Not far from the Church of St. Gregory we were shown the hermitage where St. Giovanni de Matha lived. "Before he came to reside here he had been miraculously brought from Tunis (whither he had gone on a mission) to Ostia, in a boat without helm or sail, in which he knelt without ceasing before the crucifix throughout the whole of his voyage!"

Time would fail me to tell of the miraculous surgical operation performed by Sts. Cosmo and Damian upon a man who was praying in the church dedicated to them, and who had a diseased leg amputated without pain by the good saints while he slept; and not only so, but had a sound leg, which they had taken from the body of a man just buried, substituted for the diseased one. Nor can I dwell on the miraculous blindness with which the guard sent to seize Pope St. Martin I. was stricken the moment he caught sight of the pontiff in St. Maria Maggiore, or the miraculous tears shed by an image of the Virgin attached to a neighboring wall when she saw a cruel murder committed in the street below, or the madonnas and crucifixes that spoke to saints on various occasions. One of these, however, is too significant to be omitted altogether. There is in the Church of St. Agostino a sculptured image of the Madonna and child. "It is not long since the report was spread that one day a poor woman called upon this image of the Madonna for help; it began to speak, and replied, 'If I had only something, then I could help thee, but I myself am so poor!' This story was circulated, and very soon throngs of credulous people hastened hither to kiss the foot of the Madonna, and to present her with all kinds of gifts." (Italics mine.)

How the Papal Treasury was Filled, and how it was Emptied.

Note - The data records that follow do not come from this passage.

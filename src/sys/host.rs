//! The capability surface the tiling core needs from the window manager it
//! runs inside.
//!
//! Desktop numbers crossing this boundary use the host convention: 1-based,
//! `-1` for "on all desktops" and `0` for "on no desktop". Everything behind
//! the boundary uses [`Desktop`], which is 0-based.

use std::fmt;

use serde::{Deserialize, Serialize};

use crate::sys::geometry::Rect;

/// Host desktop number, 1-based with `-1` meaning all desktops.
pub type HostDesktop = i32;

pub const ALL_DESKTOPS: HostDesktop = -1;

/// Opaque host window identity.
#[derive(Clone, Copy, Debug, PartialEq, Eq, Hash, PartialOrd, Ord, Serialize, Deserialize)]
#[serde(transparent)]
pub struct WindowId(pub u64);

impl fmt::Display for WindowId {
    fn fmt(&self, f: &mut fmt::Formatter<'_>) -> fmt::Result { write!(f, "w{}", self.0) }
}

/// Internal desktop placement of a window.
#[derive(Clone, Copy, Debug, PartialEq, Eq, Hash, Serialize, Deserialize)]
#[serde(rename_all = "snake_case")]
pub enum Desktop {
    All,
    Index(usize),
}

impl Desktop {
    /// Translates a host desktop number. Returns `None` for windows that
    /// are on no desktop at all.
    pub fn from_host(raw: HostDesktop) -> Option<Self> {
        match raw {
            ALL_DESKTOPS => Some(Desktop::All),
            n if n >= 1 => Some(Desktop::Index((n - 1) as usize)),
            _ => None,
        }
    }

    pub fn to_host(self) -> HostDesktop {
        match self {
            Desktop::All => ALL_DESKTOPS,
            Desktop::Index(i) => i as HostDesktop + 1,
        }
    }

    pub fn index(self) -> Option<usize> {
        match self {
            Desktop::All => None,
            Desktop::Index(i) => Some(i),
        }
    }
}

/// Snapshot of a host window as reported at enumeration or creation time.
#[derive(Clone, Debug, PartialEq, Serialize, Deserialize)]
pub struct WindowInfo {
    pub id: WindowId,
    #[serde(default)]
    pub title: String,
    pub desktop: HostDesktop,
    pub screen: usize,
    pub geometry: Rect,
    /// Dialogs, utilities and other windows the host refuses to tile.
    #[serde(default)]
    pub forced_floating: bool,
}

/// Queries and mutations the tiling core performs on the host.
///
/// Implementations are passed to the reactor at construction and are the
/// only way the core observes or touches real windows.
pub trait WindowHost {
    /// Every window currently open, used to rebuild state at startup.
    fn windows(&self) -> Vec<WindowInfo>;

    fn window_geometry(&self, window: WindowId) -> Option<Rect>;
    fn set_window_geometry(&mut self, window: WindowId, rect: Rect);

    /// The area layouts may fill on the given desktop and screen.
    fn tiling_area(&self, desktop: HostDesktop, screen: usize) -> Rect;

    /// Desktop grid as (columns, rows).
    fn desktop_grid(&self) -> (usize, usize);
    fn screen_count(&self) -> usize;
    fn active_screen(&self) -> usize;
    fn current_desktop(&self) -> HostDesktop;

    fn active_window(&self) -> Option<WindowId>;
    fn activate_window(&mut self, window: WindowId);

    fn show_outline(&mut self, _rect: Rect) {}
    fn hide_outline(&mut self) {}

    fn desktop_count(&self) -> usize {
        let (columns, rows) = self.desktop_grid();
        columns * rows
    }
}
use std::path::{Path, PathBuf};

use serde::{Deserialize, Serialize};

use crate::layout_engine::LayoutVariant;

pub fn config_file() -> PathBuf { dirs::home_dir().unwrap_or_default().join(".tessel.toml") }

#[derive(Serialize, Deserialize, Debug, PartialEq, Clone)]
#[serde(deny_unknown_fields)]
struct ConfigFile {
    #[serde(default)]
    settings: Settings,
}

#[derive(Serialize, Deserialize, Debug, PartialEq, Clone)]
#[serde(deny_unknown_fields)]
pub struct Settings {
    #[serde(default)]
    pub default_layout: LayoutVariant,
    /// Variants visited by layout cycling, in order.
    #[serde(default = "default_layouts")]
    pub layouts: Vec<LayoutVariant>,
    #[serde(default = "yes")]
    pub drop_preview: bool,
    /// Lower bound for a tile's width or height after a user resize.
    #[serde(default = "default_min_tile_size")]
    pub min_tile_size: i32,
    #[serde(default)]
    pub wrap_focus: bool,
}

fn yes() -> bool { true }

fn default_layouts() -> Vec<LayoutVariant> { vec![LayoutVariant::Spiral, LayoutVariant::TwoThird] }

fn default_min_tile_size() -> i32 { 50 }

impl Default for Settings {
    fn default() -> Self {
        Self {
            default_layout: LayoutVariant::default(),
            layouts: default_layouts(),
            drop_preview: true,
            min_tile_size: default_min_tile_size(),
            wrap_focus: false,
        }
    }
}

impl Settings {
    pub fn validate(&self) -> Vec<String> {
        let mut issues = Vec::new();
        if self.layouts.is_empty() {
            issues.push("layouts must name at least one layout variant".to_string());
        }
        if !self.layouts.is_empty() && !self.layouts.contains(&self.default_layout) {
            issues.push(format!(
                "default_layout '{}' is not listed in layouts",
                self.default_layout
            ));
        }
        let mut seen = Vec::with_capacity(self.layouts.len());
        for variant in &self.layouts {
            if seen.contains(variant) {
                issues.push(format!("layout '{variant}' is listed more than once"));
            }
            seen.push(*variant);
        }
        if self.min_tile_size < 1 {
            issues.push(format!("min_tile_size must be at least 1, got {}", self.min_tile_size));
        }
        issues
    }

    pub fn auto_fix_values(&mut self) -> usize {
        let mut fixes = 0;
        if self.layouts.is_empty() {
            self.layouts = default_layouts();
            fixes += 1;
        }
        let before = self.layouts.len();
        let mut seen = Vec::with_capacity(before);
        self.layouts.retain(|v| {
            let fresh = !seen.contains(v);
            seen.push(*v);
            fresh
        });
        fixes += before - self.layouts.len();
        if !self.layouts.contains(&self.default_layout) {
            self.layouts.push(self.default_layout);
            fixes += 1;
        }
        if self.min_tile_size < 1 {
            self.min_tile_size = 1;
            fixes += 1;
        }
        fixes
    }

    /// Position of `variant` in the cycle, if it takes part in it.
    pub fn layout_index(&self, variant: LayoutVariant) -> Option<usize> {
        self.layouts.iter().position(|&v| v == variant)
    }
}

#[derive(Debug, Clone, PartialEq, Default)]
pub struct Config {
    pub settings: Settings,
}

impl Config {
    pub fn read(path: &Path) -> anyhow::Result<Config> {
        let buf = std::fs::read_to_string(path)?;
        Self::parse(&buf)
    }

    pub fn parse(buf: &str) -> anyhow::Result<Config> {
        let file: ConfigFile = toml::from_str(buf)?;
        Ok(Config { settings: file.settings })
    }

    /// Reads `path` if it exists, falling back to defaults otherwise.
    pub fn read_or_default(path: &Path) -> anyhow::Result<Config> {
        if path.exists() { Self::read(path) } else { Ok(Self::default()) }
    }

    pub fn save(&self, path: &Path) -> anyhow::Result<()> {
        let file = ConfigFile { settings: self.settings.clone() };
        let toml_string = toml::to_string_pretty(&file)?;
        if let Some(parent) = path.parent() {
            if !parent.as_os_str().is_empty() {
                std::fs::create_dir_all(parent)?;
            }
        }
        std::fs::write(path, toml_string.as_bytes())?;
        Ok(())
    }

    /// Validates the entire configuration and returns a list of issues found.
    pub fn validate(&self) -> Vec<String> { self.settings.validate() }

    /// Returns the number of fixes applied.
    pub fn auto_fix_values(&mut self) -> usize { self.settings.auto_fix_values() }
}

The evil methods employed at various times to replenish the papal treasury are known to all readers of history. The best known, perhaps, is the shameless traffic in indulgences by Tetzel, which helped to precipitate the Reformation. Hare closes his account of the execution of Beatrice Cenci for complicity in the murder of her father with the statement that "sympathy will always follow one who sinned under the most terrible of provocations, and whose cruel death was due to the avarice of Clement VIII. for the riches which the church acquired by the confiscation of the Cenci property," and cites the petition of Gaspare Guizza (1601), in which he claims a reward from the Pope for his service in apprehending one of the assassins of Francesco Cenci, on the ground that thus "the other accomplices and their confessions were secured, and so many thousands of crowns brought into the papal treasury." The venality of Pope Alexander VI., Rodrigo Borgia (1492-1503), "the wicked and avaricious father of Cæsar and Lucretia, who is believed to have died of the poison which he intended for one of his cardinals," is thus hit off by Pasquino:

"Vendit Alexander claves, altaria, Christum;

Emerat ille prius, vendere jure potest."

Of Innocent X. (1644-'55), Pasquino says, "Magis amat Olympiam quam Olympium," referring to the shameful relations existing between this Pope and his avaricious sister-in-law, Olympia Maidalchini, who made it her business to secure the profits of the papacy in hard cash. Trollope, in his Life of Olympia, says: "No appointment to office of any kind was made except in consideration of a proportionable sum paid down into her own coffers. This often amounted to three or four years' revenue of the place to be granted. Bishoprics and benefices were sold as fast as they became vacant. One story is told of an unlucky disciple of Simon, who in treating with the Pope for a valuable see, just fallen vacant, and hearing from her a price at which it might be his, far exceeding all he could command, persuaded the members of his family to sell all they had for the purpose of making this profitable investment. The price was paid, and the bishopric was given him, but, with a fearful resemblance to the case of Ananias, he died within the year, and his ruined family saw the see a second time sold by the insatiable and incorrigible Olympia.... During the last year of Innocent's life, Olympia literally hardly ever quitted him. Once a week, we read, she left the Vatican, secretly by night, accompanied by several porters carrying sacks of coins, the proceeds of the week's extortions and sales, to her own palace. And during these short absences she used to lock the Pope into his chamber, and take the key with her!" She finally "deserted him on his death-bed, making off with the accumulated spoils of his ten years' papacy, which enabled her son, Don Camillo, to build the Palazzo Doria Pamfili, in the Corso, and the beautiful Villa Doria Pamfili," west of the Janiculan Hill. This villa, with its casino, garden, lake, fountain, pine-shaded lawns and woods, and its fine view of St. Peter's standing out against the green Campagna beyond, and the blue Sabine mountains in the distance, is to this day one of the loveliest villas in Italy, and the favorite resort of the latter-day Romans and visitors to their city on the two afternoons of the week on which it is open to pedestrians and two-horse carriages.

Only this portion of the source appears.